- **Exercise materials**:
◆ ◆ ◆ ◆ ◆ ◆ ◆

use thiserror::Error;

#[derive(Error, Debug)]
pub enum InboxError {
    #[error("request to {endpoint} failed: {source}")]
    Transport {
        endpoint: String,
        #[source]
        source: reqwest::Error,
    },

    #[error("{endpoint} returned {status}: {body}")]
    Status {
        endpoint: String,
        status: u16,
        body: String,
    },

    #[error("{endpoint} rejected the request: {message}")]
    Rejected { endpoint: String, message: String },

    #[error("malformed payload from {endpoint}: {source}")]
    Decode {
        endpoint: String,
        #[source]
        source: reqwest::Error,
    },

    #[error("message has no text and no media")]
    EmptyMessage,

    #[error("no conversation is open and no target was given")]
    NoTargetConversation,

    #[error("message {0} is not in the open thread")]
    UnknownMessage(String),

    #[error("config error: {0}")]
    Config(String),

    #[error("io error: {0}")]
    Io(#[from] std::io::Error),
}

impl InboxError {
    /// Validation failures are caught before any request is issued.
    pub fn is_validation(&self) -> bool {
        matches!(
            self,
            InboxError::EmptyMessage
                | InboxError::NoTargetConversation
                | InboxError::UnknownMessage(_)
        )
    }
}

pub type Result<T> = std::result::Result<T, InboxError>;
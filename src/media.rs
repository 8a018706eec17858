use std::path::Path;

use uuid::Uuid;

use crate::error::Result;
use crate::types::{MessageType, Upload};

fn extension_from_filename(name: &str) -> Option<String> {
    let (_, ext) = name.rsplit_once('.')?;
    let ext = ext.trim().to_ascii_lowercase();
    if ext.is_empty() || ext.len() > 10 {
        return None;
    }
    if ext.chars().all(|c| c.is_ascii_alphanumeric()) {
        Some(ext)
    } else {
        None
    }
}

/// Extension and content type pairs, searched in order in both directions:
/// the first row for an extension gives its content type and the first row
/// for a content type gives its extension.
const MEDIA_TYPES: &[(&str, &str)] = &[
    ("jpg", "image/jpeg"),
    ("jpeg", "image/jpeg"),
    ("jpg", "image/jpg"),
    ("png", "image/png"),
    ("webp", "image/webp"),
    ("gif", "image/gif"),
    ("mp3", "audio/mpeg"),
    ("mp3", "audio/mp3"),
    ("ogg", "audio/ogg"),
    ("opus", "audio/ogg"),
    ("opus", "audio/opus"),
    ("m4a", "audio/mp4"),
    ("wav", "audio/wav"),
    ("wav", "audio/x-wav"),
    ("webm", "audio/webm"),
    ("mp4", "video/mp4"),
    ("mov", "video/quicktime"),
    ("pdf", "application/pdf"),
    ("txt", "text/plain"),
    ("json", "application/json"),
];

const FALLBACK_CONTENT_TYPE: &str = "application/octet-stream";

/// `audio/ogg; codecs=opus` and `AUDIO/OGG` both look up as `audio/ogg`.
fn extension_from_mime(mime: &str) -> &'static str {
    let essence = mime.split(';').next().unwrap_or_default().trim().to_ascii_lowercase();
    MEDIA_TYPES
        .iter()
        .find(|(_, content_type)| *content_type == essence)
        .map_or("bin", |(ext, _)| *ext)
}

pub fn content_type_from_extension(ext: &str) -> &'static str {
    let ext = ext.to_ascii_lowercase();
    MEDIA_TYPES
        .iter()
        .find(|(known, _)| *known == ext)
        .map_or(FALLBACK_CONTENT_TYPE, |(_, content_type)| *content_type)
}

pub fn message_type_from_mime(mime: &str) -> MessageType {
    let mt = mime.to_ascii_lowercase();
    if mt.starts_with("image/") {
        MessageType::Image
    } else if mt.starts_with("audio/") {
        MessageType::Audio
    } else if mt.starts_with("video/") {
        MessageType::Video
    } else {
        MessageType::Document
    }
}

/// Builds an upload from raw bytes, naming unnamed recordings after their type.
pub fn upload_from_bytes(file_name: Option<&str>, content_type: Option<&str>, bytes: Vec<u8>) -> Upload {
    let ext = file_name.and_then(extension_from_filename);
    let content_type = content_type
        .map(str::to_string)
        .unwrap_or_else(|| content_type_from_extension(ext.as_deref().unwrap_or("")).to_string());
    let file_name = match file_name.map(str::trim).filter(|n| !n.is_empty()) {
        Some(name) => name.to_string(),
        None => {
            let kind = message_type_from_mime(&content_type);
            let ext = ext
                .as_deref()
                .unwrap_or_else(|| extension_from_mime(&content_type));
            format!("{}-{}.{}", kind.label(), Uuid::new_v4(), ext)
        }
    };
    Upload {
        file_name,
        content_type,
        bytes,
    }
}

pub async fn upload_from_path(path: &Path) -> Result<Upload> {
    let bytes = tokio::fs::read(path).await?;
    let name = path.file_name().and_then(|n| n.to_str());
    Ok(upload_from_bytes(name, None, bytes))
}

#[cfg(test)]
mod tests {
    use super::*;

    #[test]
    fn voice_note_is_audio() {
        let upload = upload_from_bytes(Some("note.ogg"), None, vec![1, 2, 3]);
        assert_eq!(upload.content_type, "audio/ogg");
        assert_eq!(message_type_from_mime(&upload.content_type), MessageType::Audio);
    }

    #[test]
    fn unknown_extension_is_document() {
        let upload = upload_from_bytes(Some("contract.docx"), None, vec![]);
        assert_eq!(upload.content_type, "application/octet-stream");
        assert_eq!(message_type_from_mime(&upload.content_type), MessageType::Document);
    }

    #[test]
    fn unnamed_recording_gets_generated_name() {
        let upload = upload_from_bytes(None, Some("audio/ogg"), vec![0]);
        assert!(upload.file_name.starts_with("audio-"));
        assert!(upload.file_name.ends_with(".ogg"));
    }

    #[test]
    fn aliases_resolve_to_one_canonical_pair() {
        assert_eq!(content_type_from_extension("JPEG"), "image/jpeg");
        assert_eq!(content_type_from_extension("opus"), "audio/ogg");
        assert_eq!(extension_from_mime("image/jpeg"), "jpg");
        assert_eq!(extension_from_mime("audio/ogg; codecs=opus"), "ogg");
        assert_eq!(extension_from_mime("audio/x-wav"), "wav");
        assert_eq!(extension_from_mime("application/zip"), "bin");
    }

    #[test]
    fn browser_recording_named_from_content_type() {
        let upload = upload_from_bytes(Some(" "), Some("audio/webm;codecs=opus"), vec![0]);
        assert!(upload.file_name.starts_with("audio-"));
        assert!(upload.file_name.ends_with(".webm"));
    }
}
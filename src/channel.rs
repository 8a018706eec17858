use tracing::warn;

use crate::api::InboxBackend;
use crate::types::Conversation;

fn non_blank(id: Option<&str>) -> Option<&str> {
    id.map(str::trim).filter(|id| !id.is_empty())
}

fn known_account(conversation: Option<&Conversation>, thread_account: Option<&str>) -> Option<String> {
    non_blank(conversation.and_then(|c| c.channel_account_id.as_deref()))
        .or_else(|| non_blank(thread_account))
        .map(str::to_string)
}

/// Picks the channel account to talk through: the conversation's own, then
/// the newest thread message carrying one, then the first connected account.
pub async fn resolve_channel_account(
    backend: &dyn InboxBackend,
    conversation: Option<&Conversation>,
    thread_account: Option<&str>,
) -> Option<String> {
    if let Some(id) = known_account(conversation, thread_account) {
        return Some(id);
    }
    match backend.channel_accounts().await {
        Ok(accounts) => accounts
            .into_iter()
            .find(|account| account.is_connected())
            .map(|account| account.id),
        Err(err) => {
            warn!(error = %err, "could not list channel accounts");
            None
        }
    }
}

#[cfg(test)]
mod tests {
    use super::*;
    use serde_json::json;

    #[test]
    fn conversation_account_beats_thread_account() {
        let conversation: Conversation = serde_json::from_value(json!({
            "id": "c1",
            "channelAccountId": "conv-acc",
            "lastMessageAt": "2026-01-01T00:00:00Z"
        }))
        .unwrap();
        assert_eq!(
            known_account(Some(&conversation), Some("thread-acc")).as_deref(),
            Some("conv-acc")
        );
        assert_eq!(known_account(None, Some(" thread-acc ")).as_deref(), Some("thread-acc"));
        assert_eq!(known_account(None, None), None);
    }
}
//! Configuration management for sesame tools.
//!
//! Configuration is stored in ~/.sesame/{app_name}/config.yaml. Every
//! section is optional; missing sections use the built-in matching rules.
//!
//! ```yaml
//! store: /var/lib/sesame/fingerprint.redb
//! extractor:
//!   silence_threshold: 0.01
//! matcher:
//!   rhythm_tolerance: 0.4
//!   min_agreement: 3
//! capture:
//!   max_duration_ms: 5000
//! ```

use std::path::{Path, PathBuf};

use serde::{Deserialize, Serialize};
use sesame_voicegate::{CaptureConfig, ExtractorConfig, MatcherConfig};

use crate::paths::{store_file_in, Paths};

/// CLI configuration.
#[derive(Debug, Clone, Default, Serialize, Deserialize)]
pub struct Config {
    /// Application name (not serialized).
    #[serde(skip)]
    pub app_name: String,

    /// Fingerprint store path (optional, defaults next to the config file).
    #[serde(default, skip_serializing_if = "Option::is_none")]
    pub store: Option<PathBuf>,

    /// Feature extraction overrides.
    #[serde(default, skip_serializing_if = "Option::is_none")]
    pub extractor: Option<ExtractorConfig>,

    /// Matching tolerance overrides.
    #[serde(default, skip_serializing_if = "Option::is_none")]
    pub matcher: Option<MatcherConfig>,

    /// Capture window overrides.
    #[serde(default, skip_serializing_if = "Option::is_none")]
    pub capture: Option<CaptureConfig>,

    /// Path to the config file (not serialized).
    #[serde(skip)]
    config_path: PathBuf,
}

impl Config {
    /// Returns the config file path.
    pub fn path(&self) -> &Path {
        &self.config_path
    }

    /// Returns the config directory path.
    pub fn dir(&self) -> Option<&Path> {
        self.config_path.parent()
    }

    /// Returns the effective extractor configuration.
    pub fn extractor_config(&self) -> ExtractorConfig {
        self.extractor.clone().unwrap_or_default()
    }

    /// Returns the effective matcher configuration.
    pub fn matcher_config(&self) -> MatcherConfig {
        self.matcher.clone().unwrap_or_default()
    }

    /// Returns the effective capture configuration.
    pub fn capture_config(&self) -> CaptureConfig {
        self.capture.clone().unwrap_or_default()
    }

    /// Resolves the store path: the configured one, or `data/fingerprint.redb`
    /// next to the config file.
    pub fn store_path(&self) -> PathBuf {
        match &self.store {
            Some(p) => p.clone(),
            None => store_file_in(self.dir().unwrap_or_else(|| Path::new("."))),
        }
    }
}

/// Loads configuration for the specified app.
///
/// The file is created empty if it does not exist yet.
pub fn load_config(app_name: &str, custom_path: Option<&Path>) -> anyhow::Result<Config> {
    let config_path = match custom_path {
        Some(p) => p.to_path_buf(),
        None => Paths::new(app_name)?.config_file(),
    };

    // Ensure config directory exists
    if let Some(parent) = config_path.parent() {
        if !parent.as_os_str().is_empty() {
            std::fs::create_dir_all(parent)?;
        }
    }

    let mut cfg = if config_path.exists() {
        let content = std::fs::read_to_string(&config_path)?;
        if content.trim().is_empty() {
            Config::default()
        } else {
            serde_yaml::from_str(&content)?
        }
    } else {
        let cfg = Config::default();
        let content = serde_yaml::to_string(&cfg)?;
        std::fs::write(&config_path, content)?;
        cfg
    };

    cfg.app_name = app_name.to_string();
    cfg.config_path = config_path;

    Ok(cfg)
}

#[cfg(test)]
mod tests {
    use super::*;

    #[test]
    fn test_creates_missing_file() {
        let dir = tempfile::tempdir().unwrap();
        let path = dir.path().join("nested").join("config.yaml");

        let cfg = load_config("sesame", Some(path.as_path())).unwrap();
        assert!(path.exists());
        assert_eq!(cfg.app_name, "sesame");
        assert_eq!(cfg.path(), path.as_path());
        assert_eq!(cfg.extractor_config(), ExtractorConfig::default());
        assert_eq!(cfg.matcher_config(), MatcherConfig::default());
        assert_eq!(cfg.capture_config(), CaptureConfig::default());
        assert_eq!(
            cfg.store_path(),
            dir.path().join("nested").join("data").join("fingerprint.redb")
        );
    }

    #[test]
    fn test_partial_sections() {
        let dir = tempfile::tempdir().unwrap();
        let path = dir.path().join("config.yaml");
        std::fs::write(
            &path,
            "store: /tmp/voice.redb\nmatcher:\n  min_agreement: 4\ncapture:\n  max_duration_ms: 3000\n",
        )
        .unwrap();

        let cfg = load_config("sesame", Some(path.as_path())).unwrap();
        assert_eq!(cfg.store_path(), PathBuf::from("/tmp/voice.redb"));
        let m = cfg.matcher_config();
        assert_eq!(m.min_agreement, 4);
        assert_eq!(m.rhythm_tolerance, 0.40);
        assert_eq!(cfg.capture_config().max_duration_ms, 3000);
        assert!(cfg.extractor.is_none());
    }

    #[test]
    fn test_empty_file() {
        let dir = tempfile::tempdir().unwrap();
        let path = dir.path().join("config.yaml");
        std::fs::write(&path, "").unwrap();
        let cfg = load_config("sesame", Some(path.as_path())).unwrap();
        assert!(cfg.store.is_none());
    }

    #[test]
    fn test_extractor_section() {
        let dir = tempfile::tempdir().unwrap();
        let path = dir.path().join("config.yaml");
        std::fs::write(&path, "extractor:\n  peak_threshold: 0.2\n").unwrap();

        let cfg = load_config("sesame", Some(path.as_path())).unwrap();
        let ex = cfg.extractor_config();
        assert_eq!(ex.peak_threshold, 0.2);
        assert_eq!(ex.silence_threshold, 0.01);
    }
}
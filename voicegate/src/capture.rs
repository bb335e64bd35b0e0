use std::fmt;

use serde::{Deserialize, Serialize};
use tracing::{debug, warn};

use crate::sample::Sample;
use crate::sampler::SampleSource;
use crate::VoicegateError;

/// Lifecycle state of a [`CaptureSession`].
#[derive(Debug, Clone, Copy, PartialEq, Eq)]
pub enum CaptureState {
    /// No capture in progress.
    Idle,
    /// Samples are being appended.
    Capturing,
    /// Capture ended; the sequence is waiting to be handed off.
    Processing,
}

impl fmt::Display for CaptureState {
    fn fmt(&self, f: &mut fmt::Formatter<'_>) -> fmt::Result {
        match self {
            Self::Idle => write!(f, "idle"),
            Self::Capturing => write!(f, "capturing"),
            Self::Processing => write!(f, "processing"),
        }
    }
}

/// Outcome of [`CaptureSession::push`].
#[derive(Debug, Clone, Copy, PartialEq, Eq)]
pub enum CaptureProgress {
    /// The sample was appended; capture continues.
    Recording,
    /// The time budget is used up; the session is now Processing.
    BudgetElapsed,
}

/// Configuration for [`CaptureSession`].
#[derive(Debug, Clone, PartialEq, Serialize, Deserialize)]
#[serde(default)]
pub struct CaptureConfig {
    /// Wall-clock budget in milliseconds (default: 5000).
    pub max_duration_ms: u64,
}

impl Default for CaptureConfig {
    fn default() -> Self {
        Self {
            max_duration_ms: 5000,
        }
    }
}

/// Collects one utterance worth of samples.
///
/// # State Machine
///
/// ```text
/// Idle --start--> Capturing --stop / budget--> Processing --finish--> Idle
/// ```
///
/// The sample buffer is append-only and owned by the session. It is handed
/// off exactly once by [`CaptureSession::finish`], which refuses to run while
/// capture is still active. Stopping early is always safe; the sequence is
/// simply shorter.
#[derive(Debug)]
pub struct CaptureSession {
    cfg: CaptureConfig,
    state: CaptureState,
    started_at: u64,
    samples: Vec<Sample>,
}

impl CaptureSession {
    /// Creates an idle session with the default 5 second budget.
    pub fn new() -> Self {
        Self::with_config(CaptureConfig::default())
    }

    /// Creates an idle session. A zero budget falls back to the default.
    pub fn with_config(cfg: CaptureConfig) -> Self {
        let max_duration_ms = if cfg.max_duration_ms > 0 {
            cfg.max_duration_ms
        } else {
            CaptureConfig::default().max_duration_ms
        };
        Self {
            cfg: CaptureConfig { max_duration_ms },
            state: CaptureState::Idle,
            started_at: 0,
            samples: Vec::new(),
        }
    }

    /// Returns the current state.
    pub fn state(&self) -> CaptureState {
        self.state
    }

    /// Returns the number of samples collected so far.
    pub fn len(&self) -> usize {
        self.samples.len()
    }

    /// Reports whether no samples have been collected.
    pub fn is_empty(&self) -> bool {
        self.samples.is_empty()
    }

    /// Begins a capture whose budget is measured from `started_at` (ms).
    pub fn start(&mut self, started_at: u64) -> Result<(), VoicegateError> {
        self.expect_state(CaptureState::Idle)?;
        self.state = CaptureState::Capturing;
        self.started_at = started_at;
        self.samples.clear();
        debug!(started_at, "voicegate: capture started");
        Ok(())
    }

    /// Appends one sample.
    ///
    /// The first sample at or past the budget is dropped and ends the capture.
    /// Once the budget has elapsed, further pushes are ignored.
    pub fn push(&mut self, sample: Sample) -> Result<CaptureProgress, VoicegateError> {
        match self.state {
            CaptureState::Capturing => {}
            CaptureState::Processing => return Ok(CaptureProgress::BudgetElapsed),
            CaptureState::Idle => {
                return Err(VoicegateError::InvalidState {
                    expected: CaptureState::Capturing,
                    actual: CaptureState::Idle,
                });
            }
        }

        if let Some(last) = self.samples.last() {
            if sample.timestamp < last.timestamp {
                return Err(VoicegateError::OutOfOrder {
                    previous: last.timestamp,
                    got: sample.timestamp,
                });
            }
        }

        let elapsed = sample.timestamp.saturating_sub(self.started_at);
        if elapsed >= self.cfg.max_duration_ms {
            warn!(
                elapsed,
                budget = self.cfg.max_duration_ms,
                "voicegate: capture budget elapsed, dropping sample"
            );
            self.state = CaptureState::Processing;
            return Ok(CaptureProgress::BudgetElapsed);
        }

        self.samples.push(sample);
        Ok(CaptureProgress::Recording)
    }

    /// Ends the capture. Stopping after the budget elapsed is a no-op.
    pub fn stop(&mut self) -> Result<(), VoicegateError> {
        match self.state {
            CaptureState::Capturing => {
                self.state = CaptureState::Processing;
                debug!(samples = self.samples.len(), "voicegate: capture stopped");
                Ok(())
            }
            CaptureState::Processing => Ok(()),
            CaptureState::Idle => Err(VoicegateError::InvalidState {
                expected: CaptureState::Capturing,
                actual: CaptureState::Idle,
            }),
        }
    }

    /// Hands off the complete sequence and returns to Idle.
    pub fn finish(&mut self) -> Result<Vec<Sample>, VoicegateError> {
        if self.state == CaptureState::Capturing {
            return Err(VoicegateError::CaptureActive);
        }
        self.expect_state(CaptureState::Processing)?;
        self.state = CaptureState::Idle;
        Ok(std::mem::take(&mut self.samples))
    }

    /// Abandons the capture, discarding collected samples.
    pub fn cancel(&mut self) {
        self.state = CaptureState::Idle;
        self.samples.clear();
    }

    fn expect_state(&self, expected: CaptureState) -> Result<(), VoicegateError> {
        if self.state != expected {
            return Err(VoicegateError::InvalidState {
                expected,
                actual: self.state,
            });
        }
        Ok(())
    }
}

impl Default for CaptureSession {
    fn default() -> Self {
        Self::new()
    }
}

/// Drives a full capture from `source`, starting the budget at `started_at`.
///
/// Polls until the source is exhausted or the budget elapses, then hands
/// off the collected sequence.
pub fn capture<S: SampleSource + ?Sized>(
    source: &mut S,
    cfg: CaptureConfig,
    started_at: u64,
) -> Result<Vec<Sample>, VoicegateError> {
    let mut session = CaptureSession::with_config(cfg);
    session.start(started_at)?;
    while let Some(sample) = source.next_sample() {
        if session.push(sample)? == CaptureProgress::BudgetElapsed {
            break;
        }
    }
    session.stop()?;
    session.finish()
}
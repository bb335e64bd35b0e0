//! Voice fingerprint extraction and tolerance-based matching.
//!
//! # Architecture
//!
//! A short utterance flows through three stages:
//!
//! 1. [`SampleSource`]: a capture adapter yields timestamped volume samples,
//!    collected by a [`CaptureSession`] for at most 5 seconds
//! 2. [`Extractor::extract`]: the finished sample sequence -> [`Fingerprint`]
//! 3. [`Matcher::compare`]: candidate vs. enrolled fingerprint -> [`MatchVerdict`]
//!
//! [`VoiceGate`] ties the stages to an injected [`FingerprintStore`] that holds
//! exactly one enrolled fingerprint.
//!
//! # Fingerprint
//!
//! Only samples louder than the silence floor (0.01) contribute:
//!
//! ```text
//! activeSampleCount  how long the speaker was audible
//! averageVolume      mean loudness
//! peakVolume         loudest sample
//! rhythmScore        mean |volume[i] - volume[i-1]|
//! peakCount          strict local maxima above 0.1
//! ```
//!
//! # Matching
//!
//! Four criteria are checked against the reference (duration 30%, volume 30%,
//! rhythm 40% relative; peaks within 2 absolute). At least 3 of 4 must agree.
//! This is a gate-keeping heuristic, not a biometric verifier.

mod capture;
mod error;
mod extractor;
mod fingerprint;
mod gate;
mod matcher;
mod sample;
mod sampler;
pub mod store;

pub use capture::{capture, CaptureConfig, CaptureProgress, CaptureSession, CaptureState};
pub use error::VoicegateError;
pub use extractor::{count_peaks, rhythm_score, Extractor, ExtractorConfig};
pub use fingerprint::Fingerprint;
pub use gate::{Verification, VoiceGate};
pub use matcher::{Criterion, MatchVerdict, Matcher, MatcherConfig};
pub use sample::{frame_volume, Sample};
pub use sampler::{PcmSampler, PcmSamplerConfig, SampleSource, VecSource};
pub use store::{FingerprintStore, MemoryStore, RedbStore, StoreError};
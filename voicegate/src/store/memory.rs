//! In-memory fingerprint store for tests and single-process use.

use std::sync::{Arc, Mutex};

use super::{check, FingerprintStore, StoreError, StoreResult};
use crate::Fingerprint;

/// An in-memory store. Clones share the same slot.
#[derive(Clone, Default)]
pub struct MemoryStore {
    slot: Arc<Mutex<Option<Fingerprint>>>,
}

impl MemoryStore {
    /// Create a new empty memory store.
    pub fn new() -> Self {
        Self::default()
    }
}

impl FingerprintStore for MemoryStore {
    fn load(&self) -> StoreResult<Option<Fingerprint>> {
        let slot = self
            .slot
            .lock()
            .map_err(|e| StoreError::Storage(e.to_string()))?;
        Ok(*slot)
    }

    fn save(&self, fingerprint: &Fingerprint) -> StoreResult<()> {
        check(fingerprint)?;
        let mut slot = self
            .slot
            .lock()
            .map_err(|e| StoreError::Storage(e.to_string()))?;
        *slot = Some(*fingerprint);
        Ok(())
    }

    fn clear(&self) -> StoreResult<()> {
        let mut slot = self
            .slot
            .lock()
            .map_err(|e| StoreError::Storage(e.to_string()))?;
        *slot = None;
        Ok(())
    }
}

#[cfg(test)]
mod tests {
    use super::*;

    fn fingerprint(active: u32) -> Fingerprint {
        Fingerprint {
            active_sample_count: active,
            average_volume: 0.1,
            peak_volume: 0.2,
            rhythm_score: 0.03,
            peak_count: 4,
        }
    }

    #[test]
    fn test_basic_operations() {
        let store = MemoryStore::new();
        assert_eq!(store.load().unwrap(), None);

        store.save(&fingerprint(40)).unwrap();
        assert_eq!(store.load().unwrap(), Some(fingerprint(40)));

        // Overwrite.
        store.save(&fingerprint(60)).unwrap();
        assert_eq!(store.load().unwrap(), Some(fingerprint(60)));

        store.clear().unwrap();
        assert_eq!(store.load().unwrap(), None);

        // Clearing an empty store is a no-op.
        store.clear().unwrap();
        assert_eq!(store.load().unwrap(), None);
    }

    #[test]
    fn test_invalid_record_refused() {
        let store = MemoryStore::new();
        store.save(&fingerprint(40)).unwrap();

        let mut bad = fingerprint(50);
        bad.average_volume = f64::INFINITY;
        assert!(matches!(store.save(&bad), Err(StoreError::Invalid(_))));

        let mut bad = fingerprint(50);
        bad.average_volume = 0.3;
        assert!(matches!(store.save(&bad), Err(StoreError::Invalid(_))));

        assert_eq!(store.load().unwrap(), Some(fingerprint(40)));
    }

    #[test]
    fn test_clones_share_slot() {
        let a = MemoryStore::new();
        let b = a.clone();
        a.save(&fingerprint(10)).unwrap();
        assert_eq!(b.load().unwrap(), Some(fingerprint(10)));
    }
}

◆ ◆ ◆ ◆ ◆ ◆ ◆

- **Exercise prompt**:
Search the entries for the word "find", then gather every line that has it.

- **Task output**:
        .find(|(_, content_type)| *content_type == essence)
        .find(|(known, _)| *known == ext)
            .find(|account| account.is_connected())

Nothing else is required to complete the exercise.